Work to complete — In the entries below, every line with the string "crate" is to be reported.
──────── Material provided
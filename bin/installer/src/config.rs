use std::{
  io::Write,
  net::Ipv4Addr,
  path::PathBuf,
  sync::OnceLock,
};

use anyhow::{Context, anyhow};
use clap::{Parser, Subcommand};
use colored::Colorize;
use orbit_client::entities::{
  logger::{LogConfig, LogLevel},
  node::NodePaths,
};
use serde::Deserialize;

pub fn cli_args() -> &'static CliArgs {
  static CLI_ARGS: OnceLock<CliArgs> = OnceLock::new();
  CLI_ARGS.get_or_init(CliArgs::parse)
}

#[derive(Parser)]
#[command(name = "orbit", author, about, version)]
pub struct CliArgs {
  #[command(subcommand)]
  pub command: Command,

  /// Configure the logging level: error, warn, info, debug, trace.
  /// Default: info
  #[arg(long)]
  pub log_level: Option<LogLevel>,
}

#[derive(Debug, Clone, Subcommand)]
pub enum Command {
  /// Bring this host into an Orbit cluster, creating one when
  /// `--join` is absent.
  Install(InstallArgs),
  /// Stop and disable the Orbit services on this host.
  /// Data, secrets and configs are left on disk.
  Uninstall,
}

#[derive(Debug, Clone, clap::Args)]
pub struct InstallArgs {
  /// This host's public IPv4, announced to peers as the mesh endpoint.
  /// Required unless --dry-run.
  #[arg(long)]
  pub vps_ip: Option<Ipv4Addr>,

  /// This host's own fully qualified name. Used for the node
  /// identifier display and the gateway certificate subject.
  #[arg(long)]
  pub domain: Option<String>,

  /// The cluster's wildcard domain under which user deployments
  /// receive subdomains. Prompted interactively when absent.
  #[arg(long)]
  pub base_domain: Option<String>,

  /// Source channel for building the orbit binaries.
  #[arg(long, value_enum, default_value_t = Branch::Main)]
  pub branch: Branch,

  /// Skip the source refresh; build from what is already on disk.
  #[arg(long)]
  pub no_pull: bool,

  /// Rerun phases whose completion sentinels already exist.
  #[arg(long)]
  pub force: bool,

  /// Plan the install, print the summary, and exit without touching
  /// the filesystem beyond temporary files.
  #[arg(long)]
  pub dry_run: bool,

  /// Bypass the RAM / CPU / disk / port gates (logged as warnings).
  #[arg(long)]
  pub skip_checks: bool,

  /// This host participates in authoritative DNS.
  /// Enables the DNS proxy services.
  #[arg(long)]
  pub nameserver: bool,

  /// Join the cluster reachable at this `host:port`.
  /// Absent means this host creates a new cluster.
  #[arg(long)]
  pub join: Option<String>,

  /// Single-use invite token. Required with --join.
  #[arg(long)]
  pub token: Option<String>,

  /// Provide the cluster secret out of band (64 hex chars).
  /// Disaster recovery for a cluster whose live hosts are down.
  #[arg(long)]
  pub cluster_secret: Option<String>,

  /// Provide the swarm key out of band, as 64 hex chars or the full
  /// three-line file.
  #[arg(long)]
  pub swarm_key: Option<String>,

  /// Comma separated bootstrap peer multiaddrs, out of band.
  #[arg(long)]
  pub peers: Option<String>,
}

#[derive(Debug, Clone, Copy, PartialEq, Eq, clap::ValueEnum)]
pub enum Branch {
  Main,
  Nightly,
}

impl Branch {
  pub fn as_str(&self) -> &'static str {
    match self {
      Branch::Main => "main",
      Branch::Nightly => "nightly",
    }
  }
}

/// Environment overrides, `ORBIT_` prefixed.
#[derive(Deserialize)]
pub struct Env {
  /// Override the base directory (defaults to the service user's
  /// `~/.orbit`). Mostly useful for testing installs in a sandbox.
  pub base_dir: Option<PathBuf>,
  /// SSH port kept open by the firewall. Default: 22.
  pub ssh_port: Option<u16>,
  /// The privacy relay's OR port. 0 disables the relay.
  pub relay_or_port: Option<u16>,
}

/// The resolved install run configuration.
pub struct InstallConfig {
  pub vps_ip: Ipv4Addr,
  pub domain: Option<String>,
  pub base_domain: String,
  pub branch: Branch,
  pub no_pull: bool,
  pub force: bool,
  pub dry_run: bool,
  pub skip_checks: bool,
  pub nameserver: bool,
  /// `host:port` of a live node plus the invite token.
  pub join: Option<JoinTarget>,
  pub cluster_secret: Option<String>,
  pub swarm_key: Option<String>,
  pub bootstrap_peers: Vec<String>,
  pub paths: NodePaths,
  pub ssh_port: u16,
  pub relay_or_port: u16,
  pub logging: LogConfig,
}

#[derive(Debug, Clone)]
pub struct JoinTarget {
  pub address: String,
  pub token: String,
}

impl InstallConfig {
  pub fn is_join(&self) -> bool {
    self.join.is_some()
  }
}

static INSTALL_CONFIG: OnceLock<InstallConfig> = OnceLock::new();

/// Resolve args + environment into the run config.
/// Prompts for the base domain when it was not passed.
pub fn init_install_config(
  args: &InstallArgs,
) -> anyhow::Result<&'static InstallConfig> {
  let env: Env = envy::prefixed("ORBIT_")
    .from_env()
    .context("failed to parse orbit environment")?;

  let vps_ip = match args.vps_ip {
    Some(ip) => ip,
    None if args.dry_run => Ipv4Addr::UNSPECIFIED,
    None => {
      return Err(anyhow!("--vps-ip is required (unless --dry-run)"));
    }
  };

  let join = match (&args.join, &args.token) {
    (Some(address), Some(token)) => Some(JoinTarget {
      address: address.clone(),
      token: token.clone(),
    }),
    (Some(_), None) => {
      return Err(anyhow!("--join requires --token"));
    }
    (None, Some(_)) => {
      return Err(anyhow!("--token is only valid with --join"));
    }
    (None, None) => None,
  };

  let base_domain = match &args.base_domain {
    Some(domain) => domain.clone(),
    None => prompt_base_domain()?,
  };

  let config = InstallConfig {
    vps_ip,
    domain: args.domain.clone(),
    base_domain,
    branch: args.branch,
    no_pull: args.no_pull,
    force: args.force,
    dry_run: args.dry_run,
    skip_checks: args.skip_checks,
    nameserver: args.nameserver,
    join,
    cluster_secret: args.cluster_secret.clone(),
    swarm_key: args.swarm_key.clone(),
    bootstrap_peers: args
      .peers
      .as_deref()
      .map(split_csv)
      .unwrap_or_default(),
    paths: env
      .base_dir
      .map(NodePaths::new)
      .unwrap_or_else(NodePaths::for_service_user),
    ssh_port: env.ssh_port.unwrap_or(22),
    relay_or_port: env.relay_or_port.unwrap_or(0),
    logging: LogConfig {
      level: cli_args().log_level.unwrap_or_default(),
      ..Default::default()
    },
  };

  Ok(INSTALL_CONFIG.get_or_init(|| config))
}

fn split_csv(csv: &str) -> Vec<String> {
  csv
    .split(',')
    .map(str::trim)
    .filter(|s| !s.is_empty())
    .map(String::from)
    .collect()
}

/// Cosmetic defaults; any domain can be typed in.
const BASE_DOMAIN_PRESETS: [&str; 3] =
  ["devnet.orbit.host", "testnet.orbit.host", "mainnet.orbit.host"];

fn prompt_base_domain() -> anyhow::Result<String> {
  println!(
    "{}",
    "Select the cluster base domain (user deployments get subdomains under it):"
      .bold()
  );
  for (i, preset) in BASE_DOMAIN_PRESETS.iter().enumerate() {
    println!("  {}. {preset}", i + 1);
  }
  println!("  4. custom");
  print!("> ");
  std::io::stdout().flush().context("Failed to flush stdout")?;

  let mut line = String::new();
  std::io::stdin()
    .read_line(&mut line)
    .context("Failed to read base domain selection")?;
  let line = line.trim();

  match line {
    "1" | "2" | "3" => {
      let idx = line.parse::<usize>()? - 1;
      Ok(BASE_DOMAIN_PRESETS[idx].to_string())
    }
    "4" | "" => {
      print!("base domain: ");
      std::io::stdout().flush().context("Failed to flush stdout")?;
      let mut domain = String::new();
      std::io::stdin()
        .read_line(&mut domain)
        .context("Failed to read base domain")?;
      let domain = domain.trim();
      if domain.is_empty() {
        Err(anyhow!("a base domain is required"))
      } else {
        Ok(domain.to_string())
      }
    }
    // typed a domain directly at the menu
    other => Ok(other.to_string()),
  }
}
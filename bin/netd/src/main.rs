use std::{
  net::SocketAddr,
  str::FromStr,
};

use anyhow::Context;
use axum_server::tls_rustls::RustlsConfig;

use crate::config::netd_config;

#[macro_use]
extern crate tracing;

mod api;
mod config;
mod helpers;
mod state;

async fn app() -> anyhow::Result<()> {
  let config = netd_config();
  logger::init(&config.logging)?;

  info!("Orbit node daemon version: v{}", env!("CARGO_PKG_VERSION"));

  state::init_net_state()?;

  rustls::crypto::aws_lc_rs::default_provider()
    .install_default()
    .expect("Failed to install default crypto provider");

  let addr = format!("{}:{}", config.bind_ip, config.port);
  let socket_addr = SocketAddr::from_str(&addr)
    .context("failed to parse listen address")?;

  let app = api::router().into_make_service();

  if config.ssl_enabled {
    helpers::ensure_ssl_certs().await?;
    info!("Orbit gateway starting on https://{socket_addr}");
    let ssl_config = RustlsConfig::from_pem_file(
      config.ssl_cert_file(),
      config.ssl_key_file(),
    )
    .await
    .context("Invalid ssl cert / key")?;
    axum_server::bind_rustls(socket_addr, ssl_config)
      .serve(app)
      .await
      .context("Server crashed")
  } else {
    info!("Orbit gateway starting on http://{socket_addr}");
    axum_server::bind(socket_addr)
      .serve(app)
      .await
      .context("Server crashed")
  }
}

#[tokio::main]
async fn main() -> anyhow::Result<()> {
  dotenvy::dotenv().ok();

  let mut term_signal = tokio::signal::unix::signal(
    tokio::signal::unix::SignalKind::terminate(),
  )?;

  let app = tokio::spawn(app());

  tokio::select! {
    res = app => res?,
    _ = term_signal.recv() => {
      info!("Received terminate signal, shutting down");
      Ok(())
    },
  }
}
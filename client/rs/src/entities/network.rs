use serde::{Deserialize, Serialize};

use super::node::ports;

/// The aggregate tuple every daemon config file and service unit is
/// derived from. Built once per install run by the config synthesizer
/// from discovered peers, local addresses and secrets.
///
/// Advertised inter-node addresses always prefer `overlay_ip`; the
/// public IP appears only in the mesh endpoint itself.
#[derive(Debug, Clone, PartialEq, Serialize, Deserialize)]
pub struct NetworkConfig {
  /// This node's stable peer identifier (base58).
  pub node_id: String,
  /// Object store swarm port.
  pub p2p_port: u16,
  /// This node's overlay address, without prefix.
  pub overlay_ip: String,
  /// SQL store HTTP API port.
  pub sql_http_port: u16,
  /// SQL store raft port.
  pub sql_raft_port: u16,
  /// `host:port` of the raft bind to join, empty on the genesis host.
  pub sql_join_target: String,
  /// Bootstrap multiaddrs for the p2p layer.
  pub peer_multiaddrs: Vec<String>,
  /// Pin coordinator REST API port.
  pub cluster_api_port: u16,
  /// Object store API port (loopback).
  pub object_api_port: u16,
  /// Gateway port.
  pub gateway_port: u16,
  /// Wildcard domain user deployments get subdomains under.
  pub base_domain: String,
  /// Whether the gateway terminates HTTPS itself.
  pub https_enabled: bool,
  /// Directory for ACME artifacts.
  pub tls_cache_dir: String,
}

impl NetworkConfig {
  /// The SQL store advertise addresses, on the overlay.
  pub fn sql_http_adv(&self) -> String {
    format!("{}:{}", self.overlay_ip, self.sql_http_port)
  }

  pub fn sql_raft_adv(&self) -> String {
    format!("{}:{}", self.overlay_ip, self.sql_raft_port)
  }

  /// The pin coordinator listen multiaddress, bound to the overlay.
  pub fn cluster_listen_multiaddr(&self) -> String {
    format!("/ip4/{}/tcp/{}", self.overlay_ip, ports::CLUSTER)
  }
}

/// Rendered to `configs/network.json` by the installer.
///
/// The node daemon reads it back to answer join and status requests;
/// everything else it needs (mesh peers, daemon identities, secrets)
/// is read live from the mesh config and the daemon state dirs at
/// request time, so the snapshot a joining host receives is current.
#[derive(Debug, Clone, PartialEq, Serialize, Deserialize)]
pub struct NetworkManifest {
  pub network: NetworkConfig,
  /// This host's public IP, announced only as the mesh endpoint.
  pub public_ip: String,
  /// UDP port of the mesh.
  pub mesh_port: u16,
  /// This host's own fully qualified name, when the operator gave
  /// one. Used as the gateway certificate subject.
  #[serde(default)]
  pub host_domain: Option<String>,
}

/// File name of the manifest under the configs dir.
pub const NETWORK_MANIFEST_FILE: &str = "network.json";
────────────────
Task response —
use crate::config::netd_config;
extern crate tracing;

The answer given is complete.